Extracted data: Begin
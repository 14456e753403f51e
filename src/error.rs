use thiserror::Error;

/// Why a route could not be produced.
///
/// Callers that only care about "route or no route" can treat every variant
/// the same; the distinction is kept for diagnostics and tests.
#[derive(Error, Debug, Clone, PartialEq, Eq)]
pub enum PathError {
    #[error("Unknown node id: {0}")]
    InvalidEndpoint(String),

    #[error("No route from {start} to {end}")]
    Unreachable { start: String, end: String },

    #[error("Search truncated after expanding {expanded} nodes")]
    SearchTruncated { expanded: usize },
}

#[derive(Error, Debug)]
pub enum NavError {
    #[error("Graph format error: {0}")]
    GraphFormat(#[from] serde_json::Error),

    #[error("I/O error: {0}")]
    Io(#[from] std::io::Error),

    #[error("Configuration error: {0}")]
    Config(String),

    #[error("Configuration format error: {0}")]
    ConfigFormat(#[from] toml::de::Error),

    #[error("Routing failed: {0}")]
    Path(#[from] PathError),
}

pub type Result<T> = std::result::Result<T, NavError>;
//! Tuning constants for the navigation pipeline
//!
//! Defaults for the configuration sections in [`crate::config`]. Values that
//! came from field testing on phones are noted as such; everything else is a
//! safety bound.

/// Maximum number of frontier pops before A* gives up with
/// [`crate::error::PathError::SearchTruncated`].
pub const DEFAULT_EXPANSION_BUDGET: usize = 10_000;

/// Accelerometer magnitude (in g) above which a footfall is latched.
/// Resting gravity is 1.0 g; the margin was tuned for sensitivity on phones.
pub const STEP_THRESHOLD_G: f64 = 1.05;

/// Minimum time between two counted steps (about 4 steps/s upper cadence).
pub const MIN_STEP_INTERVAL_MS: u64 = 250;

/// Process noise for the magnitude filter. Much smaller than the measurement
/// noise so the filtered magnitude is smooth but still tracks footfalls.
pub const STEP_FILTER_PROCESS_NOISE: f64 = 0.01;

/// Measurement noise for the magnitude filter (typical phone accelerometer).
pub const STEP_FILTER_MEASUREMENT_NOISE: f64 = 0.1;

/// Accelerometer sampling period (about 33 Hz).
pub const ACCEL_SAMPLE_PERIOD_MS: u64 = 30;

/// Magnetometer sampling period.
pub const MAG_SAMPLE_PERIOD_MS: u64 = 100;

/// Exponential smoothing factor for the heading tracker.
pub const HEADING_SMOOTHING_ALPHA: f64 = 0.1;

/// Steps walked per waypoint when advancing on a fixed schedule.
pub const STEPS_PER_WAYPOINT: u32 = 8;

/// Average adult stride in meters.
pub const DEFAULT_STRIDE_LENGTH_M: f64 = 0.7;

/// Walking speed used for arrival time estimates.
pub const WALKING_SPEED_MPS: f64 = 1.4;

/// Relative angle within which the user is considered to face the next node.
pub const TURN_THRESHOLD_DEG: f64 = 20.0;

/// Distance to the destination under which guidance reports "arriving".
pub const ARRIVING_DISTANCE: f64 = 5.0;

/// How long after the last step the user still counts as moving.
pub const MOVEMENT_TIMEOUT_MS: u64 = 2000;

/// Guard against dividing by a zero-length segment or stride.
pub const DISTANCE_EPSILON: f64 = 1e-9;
Extracted data: End
● **Exercise prompt**
Every line in the listing that holds "String" belongs in the answer.

● **Expected answer**
    InvalidEndpoint(String),
    Unreachable { start: String, end: String },
    Config(String),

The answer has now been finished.